Rapu Rapu project enters final stretch

The Rapu Rapu polymetallic project in the Philippines could well be economically viable, according to a preliminary feasibility study.

The study, led by Signet Engineering of Australia, calls for mining of the Ungay Malobago deposit by open-pit methods and processing of 800,000 tonnes annually by conventional flotation to create copper and zinc concentrates. The concentrates would then be shipped elsewhere for smelting and refining.

Since late 1998, Australian-listed Lafayette Mining has been operating and funding the project to earn a 63.75% interest from TVI Pacific (TVI-T).

Resources (by Australian standards) are pegged at 6.6 million tonnes grading 1.32% copper and 2.14% zinc, plus 2.61 grams gold and 31.26 grams silver per tonne. Nearly 90% of the resource is classified as measured. Over an estimated mine life of seven years, production would consist of about 62,400 tonnes copper, 85,000 tonnes zinc, 316,000 oz. gold and 3.41 million oz. silver.

Capital costs ring in at US$35 million and would be funded out of equity. Payback is expected within two years. Operating costs are projected at just over US$21 per tonne, or US$123 million over the life of the mine.

Assuming metal prices of US80 cents per lb. copper, US55 cents per lb. zinc, US$260 per oz. gold and US$5.25 per oz. silver, the project would yield an internal rate-of-return (IRR) of about 47% and a net present value (NPV) of US$44 million. Both figures exclude interest and tax; the latter could be waived in the first four years of operations.

Total net revenue is pegged at US$241.8 million, net of smelting, refining and related charges. Minus the cash costs, the study estimates a life-of-mine operating cash flow of US$118.7 million.

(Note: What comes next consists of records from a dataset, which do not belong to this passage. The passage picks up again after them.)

use crate::auth::auth::AuthUser;
use crate::model::task::TaskStatus;
use actix_web::{HttpResponse, Responder, web};
use std::str::FromStr;
use chrono::{DateTime, Utc};
use serde::{Deserialize, Serialize};
use sqlx::MySqlPool;
use utoipa::{IntoParams, ToSchema};

#[derive(Deserialize, ToSchema)]
#[serde(rename_all = "camelCase")]
pub struct CreateTask {
    #[schema(example = 12)]
    pub user_id: u64,
    #[schema(example = "Prepare onboarding docs")]
    pub title: String,
    #[schema(example = "Template in the shared drive")]
    #[serde(default)]
    pub description: String,
    /// Opaque URL; image hosting is external
    #[schema(example = "https://i.ibb.co/abc/brief.png", nullable = true)]
    pub admin_image_url: Option<String>,
}

#[derive(Deserialize, ToSchema)]
#[serde(rename_all = "camelCase")]
pub struct CompleteTask {
    #[schema(example = "https://i.ibb.co/xyz/proof.png", nullable = true)]
    pub proof_image_url: Option<String>,
    #[schema(example = "Done, docs shared with HR")]
    #[serde(default)]
    pub note: String,
}

#[derive(Serialize, sqlx::FromRow, ToSchema)]
pub struct TaskRow {
    pub id: u64,
    pub user_id: u64,
    pub name: String,
    pub email: String,
    pub title: String,
    pub description: Option<String>,
    pub admin_image_url: Option<String>,
    pub proof_image_url: Option<String>,
    pub completion_note: Option<String>,
    pub status: String,
    #[schema(value_type = Option<String>, format = "date-time")]
    pub created_at: Option<DateTime<Utc>>,
    #[schema(value_type = Option<String>, format = "date-time")]
    pub completed_at: Option<DateTime<Utc>>,
}

#[derive(Deserialize, IntoParams, ToSchema)]
pub struct TaskFilter {
    /// Filter by status (Pending, Completed)
    #[schema(example = "Pending")]
    pub status: Option<String>,
}

#[derive(Serialize, ToSchema)]
pub struct TaskListResponse {
    pub tasks: Vec<TaskRow>,
}

const TASK_COLUMNS: &str = r#"
    t.id, t.user_id,
    COALESCE(CONCAT(e.first_name, ' ', e.last_name), u.username) AS name,
    COALESCE(e.email, '') AS email,
    t.title, t.description, t.admin_image_url, t.proof_image_url,
    t.completion_note, t.status, t.created_at, t.completed_at
"#;

/// Assign a task to a user
#[utoipa::path(
    post,
    path = "/api/v1/tasks",
    request_body = CreateTask,
    responses(
        (status = 201, description = "Task assigned"),
        (status = 400, description = "Missing title or unknown user"),
        (status = 401), (status = 403)
    ),
    security(("bearer_auth" = [])),
    tag = "Task"
)]
pub async fn create_task(
    auth: AuthUser,
    pool: web::Data<MySqlPool>,
    payload: web::Json<CreateTask>,
) -> actix_web::Result<impl Responder> {
    auth.require_admin()?;

    let title = payload.title.trim();
    if title.is_empty() {
        return Ok(HttpResponse::BadRequest().json(serde_json::json!({
            "message": "Task title is required"
        })));
    }

    let description = payload.description.trim();

    let result = sqlx::query(
        r#"
        INSERT INTO tasks (user_id, title, description, admin_image_url)
        VALUES (?, ?, ?, ?)
        "#,
    )
    .bind(payload.user_id)
    .bind(title)
    .bind(if description.is_empty() { None } else { Some(description) })
    .bind(&payload.admin_image_url)
    .execute(pool.get_ref())
    .await;

    match result {
        Ok(_) => Ok(HttpResponse::Created().json(serde_json::json!({
            "message": "Task assigned successfully"
        }))),
        Err(e) => {
            // FK failure: the target user does not exist
            if let sqlx::Error::Database(db_err) = &e {
                if db_err.code().as_deref() == Some("23000") {
                    return Ok(HttpResponse::BadRequest().json(serde_json::json!({
                        "message": "Unknown user"
                    })));
                }
            }
            tracing::error!(error = %e, "Failed to create task");
            Err(actix_web::error::ErrorInternalServerError(
                "Internal Server Error",
            ))
        }
    }
}

/// Admin task listing, optionally filtered by status
#[utoipa::path(
    get,
    path = "/api/v1/tasks",
    params(TaskFilter),
    responses(
        (status = 200, description = "Task list", body = TaskListResponse),
        (status = 401), (status = 403)
    ),
    security(("bearer_auth" = [])),
    tag = "Task"
)]
pub async fn list_tasks(
    auth: AuthUser,
    pool: web::Data<MySqlPool>,
    query: web::Query<TaskFilter>,
) -> actix_web::Result<impl Responder> {
    auth.require_admin()?;

    let status = match query.status.as_deref() {
        Some(raw) => match TaskStatus::from_str(raw) {
            Ok(status) => Some(status),
            Err(_) => {
                return Ok(HttpResponse::BadRequest().json(serde_json::json!({
                    "message": "Unknown task status"
                })));
            }
        },
        None => None,
    };

    let (sql, status) = match status {
        Some(status) => (
            format!(
                "SELECT {TASK_COLUMNS}
                 FROM tasks t
                 JOIN users u ON u.id = t.user_id
                 LEFT JOIN employees e ON e.id = u.employee_id
                 WHERE t.status = ?
                 ORDER BY t.created_at DESC"
            ),
            Some(status),
        ),
        None => (
            format!(
                "SELECT {TASK_COLUMNS}
                 FROM tasks t
                 JOIN users u ON u.id = t.user_id
                 LEFT JOIN employees e ON e.id = u.employee_id
                 ORDER BY t.created_at DESC"
            ),
            None,
        ),
    };

    let mut q = sqlx::query_as::<_, TaskRow>(&sql);
    if let Some(status) = status {
        q = q.bind(status.to_string());
    }

    let tasks = q.fetch_all(pool.get_ref()).await.map_err(|e| {
        tracing::error!(error = %e, "Failed to fetch tasks");
        actix_web::error::ErrorInternalServerError("Internal Server Error")
    })?;

    Ok(HttpResponse::Ok().json(TaskListResponse { tasks }))
}

/// The caller's own tasks
#[utoipa::path(
    get,
    path = "/api/v1/tasks/me",
    responses(
        (status = 200, description = "Own task list", body = TaskListResponse),
        (status = 401)
    ),
    security(("bearer_auth" = [])),
    tag = "Task"
)]
pub async fn my_tasks(
    auth: AuthUser,
    pool: web::Data<MySqlPool>,
) -> actix_web::Result<impl Responder> {
    let sql = format!(
        "SELECT {TASK_COLUMNS}
         FROM tasks t
         JOIN users u ON u.id = t.user_id
         LEFT JOIN employees e ON e.id = u.employee_id
         WHERE t.user_id = ?
         ORDER BY t.created_at DESC"
    );

    let tasks = sqlx::query_as::<_, TaskRow>(&sql)
        .bind(auth.user_id)
        .fetch_all(pool.get_ref())
        .await
        .map_err(|e| {
            tracing::error!(error = %e, user_id = auth.user_id, "Failed to fetch own tasks");
            actix_web::error::ErrorInternalServerError("Internal Server Error")
        })?;

    Ok(HttpResponse::Ok().json(TaskListResponse { tasks }))
}

/// Mark an assigned task completed, with optional proof
#[utoipa::path(
    put,
    path = "/api/v1/tasks/{task_id}/complete",
    params(("task_id" = u64, Path, description = "Task ID")),
    request_body = CompleteTask,
    responses(
        (status = 200, description = "Task completed"),
        (status = 400, description = "Task not found, not yours, or already completed"),
        (status = 401)
    ),
    security(("bearer_auth" = [])),
    tag = "Task"
)]
pub async fn complete_task(
    auth: AuthUser,
    pool: web::Data<MySqlPool>,
    path: web::Path<u64>,
    payload: web::Json<CompleteTask>,
) -> actix_web::Result<impl Responder> {
    let task_id = path.into_inner();
    let note = payload.note.trim();

    // Pending-only transition, scoped to the caller's own tasks.
    let result = sqlx::query(
        r#"
        UPDATE tasks
        SET status = ?,
            proof_image_url = ?,
            completion_note = ?,
            completed_at = NOW()
        WHERE id = ?
        AND user_id = ?
        AND status = ?
        "#,
    )
    .bind(TaskStatus::Completed.to_string())
    .bind(&payload.proof_image_url)
    .bind(if note.is_empty() { None } else { Some(note) })
    .bind(task_id)
    .bind(auth.user_id)
    .bind(TaskStatus::Pending.to_string())
    .execute(pool.get_ref())
    .await
    .map_err(|e| {
        tracing::error!(error = %e, task_id, "Complete task failed");
        actix_web::error::ErrorInternalServerError("Internal Server Error")
    })?;

    if result.rows_affected() == 0 {
        return Ok(HttpResponse::BadRequest().json(serde_json::json!({
            "message": "Task not found, not yours, or already completed"
        })));
    }

    Ok(HttpResponse::Ok().json(serde_json::json!({
        "message": "Task completed"
    })))
}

Plans call for tailings to be deposited on land, though Lafayette is considering disposing of them in the sea. If the sea option is chosen, capital costs would fall to US$32.65 million and the IRR and NPV would rise to 61% and US$58.9 million, respectively. (These estimates assume a gold price of US$320 per oz. and a silver price of US$5.60 per oz.) Lafayette is in discussions with potential financiers to determine the scope and extent of a bankable feasibility study.

Mineralization remains open in all directions and the southernmost hole drilled, No. 80, so far has returned 80 metres grading 1.23% copper, 2.09% zinc, 3.81 grams gold and 29.75 grams silver.

To earn its 63.75% interest, Lafayette must spend US$3 million on the project within four years, which would leave TVI with 25% and a privately held Philippine company with the remainder.

Meanwhile, at TVI’s Canatuan project, also in the Philippines, a group of about 50 demonstrators is holding up a drill program. As a result, only two of five planned holes have been sunk. The demonstrators are described by TVI as “self-styled area owners,” at least one of whom is engaged in “illegal small-scale mining” on the property. The company has applied for a restraining order and injunction against the protesters and expects to resume drilling shortly.

The program is part of a letter-of-intent agreement between TVI and two Japanese companies. A joint-venture agreement will follow if metallurgical tests and a feasibility study prove positive (T.N.M., July 12/99).

Canatuan hosts an oxide resource of 935,500 tonnes grading 4.12 grams gold and 133.44 grams silver, plus a sulphide resource of 1.3 million tonnes grading 3.36% copper, 2.45% zinc, 1.45 grams gold and 73.02 grams silver.

An existing pilot plant will be expanded to 300 tonnes per day to treat the oxides, and TVI will build a 850-tonne circuit to treat the sulphides. The Japanese firms would buy all the copper and zinc concentrates produced.